EXERCISE MATERIALS START

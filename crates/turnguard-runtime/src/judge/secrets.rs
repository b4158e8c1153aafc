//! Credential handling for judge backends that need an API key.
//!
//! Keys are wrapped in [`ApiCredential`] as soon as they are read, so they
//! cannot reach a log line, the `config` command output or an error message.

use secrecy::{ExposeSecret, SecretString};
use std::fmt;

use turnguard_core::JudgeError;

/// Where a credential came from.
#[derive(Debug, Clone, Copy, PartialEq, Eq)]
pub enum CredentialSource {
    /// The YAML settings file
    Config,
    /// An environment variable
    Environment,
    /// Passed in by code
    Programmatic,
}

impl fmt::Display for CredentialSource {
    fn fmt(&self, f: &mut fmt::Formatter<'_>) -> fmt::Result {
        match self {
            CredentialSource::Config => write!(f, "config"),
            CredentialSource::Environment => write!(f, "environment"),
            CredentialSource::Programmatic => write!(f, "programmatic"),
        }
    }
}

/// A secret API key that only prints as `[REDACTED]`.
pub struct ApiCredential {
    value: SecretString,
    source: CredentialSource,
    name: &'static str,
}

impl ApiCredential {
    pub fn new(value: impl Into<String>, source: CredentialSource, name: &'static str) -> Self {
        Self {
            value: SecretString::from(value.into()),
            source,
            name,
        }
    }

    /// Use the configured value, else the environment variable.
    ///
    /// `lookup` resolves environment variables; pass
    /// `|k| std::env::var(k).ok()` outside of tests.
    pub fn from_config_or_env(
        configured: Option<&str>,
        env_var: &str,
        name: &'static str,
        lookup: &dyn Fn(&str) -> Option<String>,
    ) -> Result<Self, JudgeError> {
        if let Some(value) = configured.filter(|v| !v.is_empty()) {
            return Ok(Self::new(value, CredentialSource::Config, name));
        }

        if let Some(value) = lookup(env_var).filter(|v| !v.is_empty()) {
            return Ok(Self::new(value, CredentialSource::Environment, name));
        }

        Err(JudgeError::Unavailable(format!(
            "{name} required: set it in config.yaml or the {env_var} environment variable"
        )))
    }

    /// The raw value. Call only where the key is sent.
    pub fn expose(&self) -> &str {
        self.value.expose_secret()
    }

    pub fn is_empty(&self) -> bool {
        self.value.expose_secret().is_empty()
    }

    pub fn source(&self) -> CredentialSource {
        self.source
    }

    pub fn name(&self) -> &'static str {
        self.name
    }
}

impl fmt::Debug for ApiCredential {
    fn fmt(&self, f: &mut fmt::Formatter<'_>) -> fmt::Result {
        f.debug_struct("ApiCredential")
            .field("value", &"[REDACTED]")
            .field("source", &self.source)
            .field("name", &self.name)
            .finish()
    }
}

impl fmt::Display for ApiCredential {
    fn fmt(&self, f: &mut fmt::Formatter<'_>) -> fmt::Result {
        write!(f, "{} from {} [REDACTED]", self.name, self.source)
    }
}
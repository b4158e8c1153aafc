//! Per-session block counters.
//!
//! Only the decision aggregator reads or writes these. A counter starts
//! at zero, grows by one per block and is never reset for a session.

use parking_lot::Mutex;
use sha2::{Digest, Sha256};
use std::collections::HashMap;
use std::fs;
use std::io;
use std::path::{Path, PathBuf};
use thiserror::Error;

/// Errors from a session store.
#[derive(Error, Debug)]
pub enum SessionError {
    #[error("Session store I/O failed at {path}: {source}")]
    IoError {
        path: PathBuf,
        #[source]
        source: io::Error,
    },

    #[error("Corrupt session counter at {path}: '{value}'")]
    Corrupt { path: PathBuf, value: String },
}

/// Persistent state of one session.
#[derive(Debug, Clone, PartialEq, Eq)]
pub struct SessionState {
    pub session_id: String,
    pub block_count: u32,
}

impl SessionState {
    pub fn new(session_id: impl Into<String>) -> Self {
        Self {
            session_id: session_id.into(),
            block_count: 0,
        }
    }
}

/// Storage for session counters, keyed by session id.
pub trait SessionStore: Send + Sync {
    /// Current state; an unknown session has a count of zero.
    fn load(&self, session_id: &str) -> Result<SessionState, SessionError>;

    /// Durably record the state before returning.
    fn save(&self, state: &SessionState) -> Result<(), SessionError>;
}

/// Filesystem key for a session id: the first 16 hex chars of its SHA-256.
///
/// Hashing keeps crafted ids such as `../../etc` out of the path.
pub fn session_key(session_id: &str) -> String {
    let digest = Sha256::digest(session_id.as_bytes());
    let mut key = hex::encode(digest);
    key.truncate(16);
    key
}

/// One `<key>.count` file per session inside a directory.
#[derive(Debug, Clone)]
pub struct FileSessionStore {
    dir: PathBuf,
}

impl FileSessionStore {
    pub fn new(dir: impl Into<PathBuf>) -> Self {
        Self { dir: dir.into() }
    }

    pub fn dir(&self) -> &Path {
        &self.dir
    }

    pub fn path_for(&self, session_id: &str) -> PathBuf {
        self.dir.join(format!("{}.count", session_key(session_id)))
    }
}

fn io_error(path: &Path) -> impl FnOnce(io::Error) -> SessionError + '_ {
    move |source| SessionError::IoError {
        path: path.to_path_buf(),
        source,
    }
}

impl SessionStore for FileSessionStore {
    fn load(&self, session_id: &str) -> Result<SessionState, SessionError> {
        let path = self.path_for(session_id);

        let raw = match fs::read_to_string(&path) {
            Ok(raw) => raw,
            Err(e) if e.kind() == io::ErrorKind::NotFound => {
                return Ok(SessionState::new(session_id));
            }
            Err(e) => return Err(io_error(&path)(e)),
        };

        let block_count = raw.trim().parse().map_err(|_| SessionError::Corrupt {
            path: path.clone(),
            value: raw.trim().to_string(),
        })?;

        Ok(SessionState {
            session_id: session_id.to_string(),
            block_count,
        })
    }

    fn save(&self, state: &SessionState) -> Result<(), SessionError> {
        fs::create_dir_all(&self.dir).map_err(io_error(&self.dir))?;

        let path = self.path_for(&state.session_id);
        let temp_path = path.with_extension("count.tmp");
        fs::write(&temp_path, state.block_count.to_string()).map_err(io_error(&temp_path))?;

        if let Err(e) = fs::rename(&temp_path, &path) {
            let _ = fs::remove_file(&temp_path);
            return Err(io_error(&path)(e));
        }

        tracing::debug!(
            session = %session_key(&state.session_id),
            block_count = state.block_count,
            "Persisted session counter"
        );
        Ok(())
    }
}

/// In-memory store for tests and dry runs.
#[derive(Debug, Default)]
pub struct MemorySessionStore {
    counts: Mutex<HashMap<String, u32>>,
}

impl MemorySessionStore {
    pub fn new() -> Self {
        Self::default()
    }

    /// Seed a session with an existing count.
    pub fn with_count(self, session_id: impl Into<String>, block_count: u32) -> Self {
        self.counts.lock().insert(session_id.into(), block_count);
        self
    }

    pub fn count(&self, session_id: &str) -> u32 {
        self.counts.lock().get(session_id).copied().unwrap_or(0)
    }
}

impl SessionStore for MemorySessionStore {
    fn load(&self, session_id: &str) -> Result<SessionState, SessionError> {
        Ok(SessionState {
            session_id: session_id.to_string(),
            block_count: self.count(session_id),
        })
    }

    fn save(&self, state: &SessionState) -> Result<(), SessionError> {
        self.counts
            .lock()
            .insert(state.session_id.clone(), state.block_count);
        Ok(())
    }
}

EXERCISE MATERIALS END

[PROBLEM TO WORK ON] Each record above must be given again exactly.

[EXERCISE RESULT]
filename crates/turnguard-runtime/src/judge/secrets.rs
repository b4158e8c1153aafc
//! Credential handling for judge backends that need an API key.
//!
//! Keys are wrapped in [`ApiCredential`] as soon as they are read, so they
//! cannot reach a log line, the `config` command output or an error message.

use secrecy::{ExposeSecret, SecretString};
use std::fmt;

use turnguard_core::JudgeError;

/// Where a credential came from.
#[derive(Debug, Clone, Copy, PartialEq, Eq)]
pub enum CredentialSource {
    /// The YAML settings file
    Config,
    /// An environment variable
    Environment,
    /// Passed in by code
    Programmatic,
}

impl fmt::Display for CredentialSource {
    fn fmt(&self, f: &mut fmt::Formatter<'_>) -> fmt::Result {
        match self {
            CredentialSource::Config => write!(f, "config"),
            CredentialSource::Environment => write!(f, "environment"),
            CredentialSource::Programmatic => write!(f, "programmatic"),
        }
    }
}

/// A secret API key that only prints as `[REDACTED]`.
pub struct ApiCredential {
    value: SecretString,
    source: CredentialSource,
    name: &'static str,
}

impl ApiCredential {
    pub fn new(value: impl Into<String>, source: CredentialSource, name: &'static str) -> Self {
        Self {
            value: SecretString::from(value.into()),
            source,
            name,
        }
    }

    /// Use the configured value, else the environment variable.
    ///
    /// `lookup` resolves environment variables; pass
    /// `|k| std::env::var(k).ok()` outside of tests.
    pub fn from_config_or_env(
        configured: Option<&str>,
        env_var: &str,
        name: &'static str,
        lookup: &dyn Fn(&str) -> Option<String>,
    ) -> Result<Self, JudgeError> {
        if let Some(value) = configured.filter(|v| !v.is_empty()) {
            return Ok(Self::new(value, CredentialSource::Config, name));
        }

        if let Some(value) = lookup(env_var).filter(|v| !v.is_empty()) {
            return Ok(Self::new(value, CredentialSource::Environment, name));
        }

        Err(JudgeError::Unavailable(format!(
            "{name} required: set it in config.yaml or the {env_var} environment variable"
        )))
    }

    /// The raw value. Call only where the key is sent.
    pub fn expose(&self) -> &str {
        self.value.expose_secret()
    }

    pub fn is_empty(&self) -> bool {
        self.value.expose_secret().is_empty()
    }

    pub fn source(&self) -> CredentialSource {
        self.source
    }

    pub fn name(&self) -> &'static str {
        self.name
    }
}

impl fmt::Debug for ApiCredential {
    fn fmt(&self, f: &mut fmt::Formatter<'_>) -> fmt::Result {
        f.debug_struct("ApiCredential")
            .field("value", &"[REDACTED]")
            .field("source", &self.source)
            .field("name", &self.name)
            .finish()
    }
}

impl fmt::Display for ApiCredential {
    fn fmt(&self, f: &mut fmt::Formatter<'_>) -> fmt::Result {
        write!(f, "{} from {} [REDACTED]", self.name, self.source)
    }
}
repository b4158e8c1153aafc
//! Per-session block counters.
//!
//! Only the decision aggregator reads or writes these. A counter starts
//! at zero, grows by one per block and is never reset for a session.

use parking_lot::Mutex;
use sha2::{Digest, Sha256};
use std::collections::HashMap;
use std::fs;
use std::io;
use std::path::{Path, PathBuf};
use thiserror::Error;

/// Errors from a session store.
#[derive(Error, Debug)]
pub enum SessionError {
    #[error("Session store I/O failed at {path}: {source}")]
    IoError {
        path: PathBuf,
        #[source]
        source: io::Error,
    },

    #[error("Corrupt session counter at {path}: '{value}'")]
    Corrupt { path: PathBuf, value: String },
}

/// Persistent state of one session.
#[derive(Debug, Clone, PartialEq, Eq)]
pub struct SessionState {
    pub session_id: String,
    pub block_count: u32,
}

impl SessionState {
    pub fn new(session_id: impl Into<String>) -> Self {
        Self {
            session_id: session_id.into(),
            block_count: 0,
        }
    }
}

/// Storage for session counters, keyed by session id.
pub trait SessionStore: Send + Sync {
    /// Current state; an unknown session has a count of zero.
    fn load(&self, session_id: &str) -> Result<SessionState, SessionError>;

    /// Durably record the state before returning.
    fn save(&self, state: &SessionState) -> Result<(), SessionError>;
}

/// Filesystem key for a session id: the first 16 hex chars of its SHA-256.
///
/// Hashing keeps crafted ids such as `../../etc` out of the path.
pub fn session_key(session_id: &str) -> String {
    let digest = Sha256::digest(session_id.as_bytes());
    let mut key = hex::encode(digest);
    key.truncate(16);
    key
}

/// One `<key>.count` file per session inside a directory.
#[derive(Debug, Clone)]
pub struct FileSessionStore {
    dir: PathBuf,
}

impl FileSessionStore {
    pub fn new(dir: impl Into<PathBuf>) -> Self {
        Self { dir: dir.into() }
    }

    pub fn dir(&self) -> &Path {
        &self.dir
    }

    pub fn path_for(&self, session_id: &str) -> PathBuf {
        self.dir.join(format!("{}.count", session_key(session_id)))
    }
}

fn io_error(path: &Path) -> impl FnOnce(io::Error) -> SessionError + '_ {
    move |source| SessionError::IoError {
        path: path.to_path_buf(),
        source,
    }
}

impl SessionStore for FileSessionStore {
    fn load(&self, session_id: &str) -> Result<SessionState, SessionError> {
        let path = self.path_for(session_id);

        let raw = match fs::read_to_string(&path) {
            Ok(raw) => raw,
            Err(e) if e.kind() == io::ErrorKind::NotFound => {
                return Ok(SessionState::new(session_id));
            }
            Err(e) => return Err(io_error(&path)(e)),
        };

        let block_count = raw.trim().parse().map_err(|_| SessionError::Corrupt {
            path: path.clone(),
            value: raw.trim().to_string(),
        })?;

        Ok(SessionState {
            session_id: session_id.to_string(),
            block_count,
        })
    }

    fn save(&self, state: &SessionState) -> Result<(), SessionError> {
        fs::create_dir_all(&self.dir).map_err(io_error(&self.dir))?;

        let path = self.path_for(&state.session_id);
        let temp_path = path.with_extension("count.tmp");
        fs::write(&temp_path, state.block_count.to_string()).map_err(io_error(&temp_path))?;

        if let Err(e) = fs::rename(&temp_path, &path) {
            let _ = fs::remove_file(&temp_path);
            return Err(io_error(&path)(e));
        }

        tracing::debug!(
            session = %session_key(&state.session_id),
            block_count = state.block_count,
            "Persisted session counter"
        );
        Ok(())
    }
}

/// In-memory store for tests and dry runs.
#[derive(Debug, Default)]
pub struct MemorySessionStore {
    counts: Mutex<HashMap<String, u32>>,
}

impl MemorySessionStore {
    pub fn new() -> Self {
        Self::default()
    }

    /// Seed a session with an existing count.
    pub fn with_count(self, session_id: impl Into<String>, block_count: u32) -> Self {
        self.counts.lock().insert(session_id.into(), block_count);
        self
    }

    pub fn count(&self, session_id: &str) -> u32 {
        self.counts.lock().get(session_id).copied().unwrap_or(0)
    }
}

impl SessionStore for MemorySessionStore {
    fn load(&self, session_id: &str) -> Result<SessionState, SessionError> {
        Ok(SessionState {
            session_id: session_id.to_string(),
            block_count: self.count(session_id),
        })
    }

    fn save(&self, state: &SessionState) -> Result<(), SessionError> {
        self.counts
            .lock()
            .insert(state.session_id.clone(), state.block_count);
        Ok(())
    }
}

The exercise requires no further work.